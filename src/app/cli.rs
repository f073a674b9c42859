// ==========================================
// 工位排班基础数据 - 命令行入口
// ==========================================
// 职责: 解析子命令，调用API并以文本输出结果
// 约束: 删除类命令必须带 --yes 确认
// ==========================================

use std::path::{Path, PathBuf};

use anyhow::Context;
use clap::{Args, Parser, Subcommand};

use crate::api::{parse_station_order, parse_station_setting, ApiError, ScheduleApi, WorkplaceApi};
use crate::app::state::AppState;
use crate::engine::{line_name_of, ScheduleReport};
use crate::i18n::{t, t_with_args};

#[derive(Parser, Debug)]
#[clap(author, version, about = "工位排班基础数据维护")]
pub struct Cli {
    /// 本地存储数据库路径（覆盖配置）
    #[clap(long, global = true)]
    pub db: Option<String>,

    /// 排程服务地址（覆盖配置）
    #[clap(long, global = true)]
    pub scheduler_url: Option<String>,

    /// 界面语言 (zh-CN / en)
    #[clap(long, global = true)]
    pub locale: Option<String>,

    #[clap(subcommand)]
    pub command: Commands,
}

#[derive(Subcommand, Debug)]
pub enum Commands {
    /// 人员维护
    Person {
        #[clap(subcommand)]
        command: PersonCommands,
    },
    /// 产线维护
    Line {
        #[clap(subcommand)]
        command: LineCommands,
    },
    /// 工作站维护
    Station {
        #[clap(subcommand)]
        command: StationCommands,
    },
    /// 导出设定档
    Export {
        #[clap(long, default_value = ".")]
        out_dir: PathBuf,
    },
    /// 导入设定档（整体替换现有数据）
    Import { file: PathBuf },
    /// 提交排程
    Execute,
    /// 查看最近一次排程结果（查看后即清除）
    #[clap(name = "result")]
    Report,
}

#[derive(Subcommand, Debug)]
pub enum PersonCommands {
    Add { name: String },
    Delete {
        id: String,
        #[clap(flatten)]
        confirm: Confirm,
    },
    /// 切换休假状态
    Leave { id: String },
    /// 查看或修改工作站设定，如 --set s1=yes:high
    Settings {
        id: String,
        #[clap(long = "set")]
        set: Vec<String>,
    },
    List,
}

#[derive(Subcommand, Debug)]
pub enum LineCommands {
    Add { name: String },
    /// 删除产线及其下所有工作站
    Delete {
        id: String,
        #[clap(flatten)]
        confirm: Confirm,
    },
    List,
}

#[derive(Subcommand, Debug)]
pub enum StationCommands {
    Add {
        #[clap(long)]
        line: String,
        #[clap(long)]
        name: String,
        #[clap(flatten)]
        flags: StationFlags,
    },
    Edit {
        id: String,
        #[clap(long)]
        name: String,
        #[clap(long, allow_hyphen_values = true)]
        order: String,
        #[clap(flatten)]
        flags: StationFlags,
    },
    Delete {
        id: String,
        #[clap(flatten)]
        confirm: Confirm,
    },
    List,
}

#[derive(Args, Debug, Clone, Copy)]
pub struct StationFlags {
    #[clap(long)]
    pub high_priority: bool,
    #[clap(long)]
    pub priority_assign: bool,
}

#[derive(Args, Debug, Clone, Copy)]
pub struct Confirm {
    /// 确认删除
    #[clap(long)]
    pub yes: bool,
}

impl Confirm {
    fn require(self) -> Result<(), ApiError> {
        if self.yes {
            Ok(())
        } else {
            Err(ApiError::InvalidInput(t("validation.confirmation_required")))
        }
    }
}

/// 执行子命令
pub async fn run(command: Commands, state: &AppState) -> anyhow::Result<()> {
    match command {
        Commands::Person { command } => run_person(command, &mut *state.workplace()?)?,
        Commands::Line { command } => run_line(command, &mut *state.workplace()?)?,
        Commands::Station { command } => run_station(command, &mut *state.workplace()?)?,
        Commands::Export { out_dir } => {
            let path = export_to(&*state.workplace()?, &out_dir)?;
            println!("{}", t_with_args("messages.export_written", &[("path", &path.display().to_string())]));
        }
        Commands::Import { file } => {
            let bytes = std::fs::read(&file)
                .with_context(|| format!("无法读取设定档 {}", file.display()))?;
            state.workplace()?.import_snapshot(&bytes)?;
            println!("{}", t("messages.import_succeeded"));
        }
        Commands::Execute => {
            let request = ScheduleApi::build_request(state.workplace()?.store());
            let result = state.schedule_api.execute(request).await?;
            println!(
                "{}",
                t_with_args(
                    "messages.schedule_stored",
                    &[("count", &result.assignments.len().to_string())]
                )
            );
        }
        Commands::Report => {
            let report = state.schedule_api.latest_report()?;
            print!("{}", render_report(&report));
        }
    }
    Ok(())
}

fn run_person(command: PersonCommands, api: &mut WorkplaceApi) -> Result<(), ApiError> {
    match command {
        PersonCommands::Add { name } => {
            let person = api.add_person(&name)?;
            println!("{} ({})", t_with_args("messages.person_added", &[("name", &person.name)]), person.id);
        }
        PersonCommands::Delete { id, confirm } => {
            confirm.require()?;
            print_changed(api.delete_person(&id)?, &t("messages.deleted"));
        }
        PersonCommands::Leave { id } => match api.toggle_leave(&id)? {
            Some(true) => println!("{}", t("messages.on_leave")),
            Some(false) => println!("{}", t("messages.back_to_work")),
            None => println!("{}", t("messages.nothing_changed")),
        },
        PersonCommands::Settings { id, set } => {
            let mut form = api.settings_form(&id)?;
            if set.is_empty() {
                for group in &form.groups {
                    println!("[{}]", group.line_name);
                    for field in &group.fields {
                        println!(
                            "  {}={}:{}  ({})",
                            field.station_id,
                            if field.setting.ability { "yes" } else { "no" },
                            field.setting.preference,
                            field.station_name
                        );
                    }
                }
                return Ok(());
            }

            for raw in &set {
                let (station_id, setting) = parse_station_setting(raw)?;
                if !form.set_field(&station_id, setting) {
                    return Err(ApiError::InvalidInput(t_with_args(
                        "validation.invalid_setting",
                        &[("value", raw)],
                    )));
                }
            }
            api.submit_settings_form(&form)?;
            println!("{}", t_with_args("messages.settings_saved", &[("name", &form.person_name)]));
        }
        PersonCommands::List => {
            for person in api.list_personnel() {
                let summary = api.station_summary(&person.id)?;
                let leave = if person.on_leave {
                    format!(" [{}]", t("labels.on_leave"))
                } else {
                    String::new()
                };
                println!("{}  {}{}", person.id, person.name, leave);
                println!(
                    "    {}: {}",
                    t("labels.enabled_stations"),
                    join_or_none(&summary.enabled_stations)
                );
                if !summary.preferences.is_empty() {
                    println!("    {}: {}", t("labels.preferences"), summary.preferences.join(", "));
                }
            }
        }
    }
    Ok(())
}

fn run_line(command: LineCommands, api: &mut WorkplaceApi) -> Result<(), ApiError> {
    match command {
        LineCommands::Add { name } => {
            let line = api.add_line(&name)?;
            println!("{} ({})", t_with_args("messages.line_added", &[("name", &line.name)]), line.id);
        }
        LineCommands::Delete { id, confirm } => {
            confirm.require()?;
            print_changed(api.delete_line(&id)?, &t("messages.deleted"));
        }
        LineCommands::List => {
            for overview in api.line_overview() {
                println!("{}  {}", overview.line.id, overview.line.name);
                for station in overview.stations {
                    println!("    {}  {}", station.id, station.name);
                }
            }
        }
    }
    Ok(())
}

fn run_station(command: StationCommands, api: &mut WorkplaceApi) -> Result<(), ApiError> {
    match command {
        StationCommands::Add { line, name, flags } => {
            let station = api.add_station(&line, &name, flags.high_priority, flags.priority_assign)?;
            println!(
                "{} ({})",
                t_with_args("messages.station_added", &[("name", &station.name)]),
                station.id
            );
        }
        StationCommands::Edit { id, name, order, flags } => {
            let order = parse_station_order(&order)?;
            let changed = api.edit_station(&id, &name, order, flags.high_priority, flags.priority_assign)?;
            print_changed(changed, &t("messages.station_updated"));
        }
        StationCommands::Delete { id, confirm } => {
            confirm.require()?;
            print_changed(api.delete_station(&id)?, &t("messages.deleted"));
        }
        StationCommands::List => {
            let lines = api.list_lines();
            for station in api.list_stations() {
                let line_name = line_name_of(station, lines)
                    .map(str::to_string)
                    .unwrap_or_else(|| t("common.unknown_line"));
                let mut flags = Vec::new();
                if station.high_priority {
                    flags.push(t("labels.high_priority"));
                }
                if station.priority_assign {
                    flags.push(t("labels.priority_assign"));
                }
                if let Some(order) = station.order {
                    flags.push(format!("{} {}", t("labels.order"), order));
                }
                println!("{}  {}  [{}]  {}", station.id, station.name, line_name, flags.join(", "));
            }
        }
    }
    Ok(())
}

/// 写出设定档，返回文件路径
fn export_to(api: &WorkplaceApi, out_dir: &Path) -> anyhow::Result<PathBuf> {
    let exported = api.export_snapshot()?;
    let path = out_dir.join(&exported.file_name);
    std::fs::write(&path, &exported.bytes)
        .with_context(|| format!("无法写入设定档 {}", path.display()))?;
    tracing::info!(path = %path.display(), "设定档已导出");
    Ok(path)
}

fn print_changed(changed: bool, message: &str) {
    if changed {
        println!("{}", message);
    } else {
        println!("{}", t("messages.nothing_changed"));
    }
}

fn join_or_none(items: &[String]) -> String {
    if items.is_empty() {
        t("common.none")
    } else {
        items.join(", ")
    }
}

/// 排程结果文本（按产线分组）
pub fn render_report(report: &ScheduleReport) -> String {
    let mut out = format!("{}\n", report.timestamp);
    if report.groups.is_empty() {
        out.push_str(&t("messages.no_assignments"));
        out.push('\n');
        return out;
    }

    for (line_name, assignments) in &report.groups {
        out.push_str(&format!("== {} ==\n", line_name));
        for a in assignments {
            out.push_str(&format!(
                "  {:>3}  {}  {}\n",
                a.station.effective_order(),
                a.station.name,
                a.person.name
            ));
        }
    }
    out
}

- [Task to complete] Go through the entries. Report every line that contains the word "Some".

- [Answer area]
            Some(true) => println!("{}", t("messages.on_leave")),
            Some(false) => println!("{}", t("messages.back_to_work")),
                if let Some(order) = station.order {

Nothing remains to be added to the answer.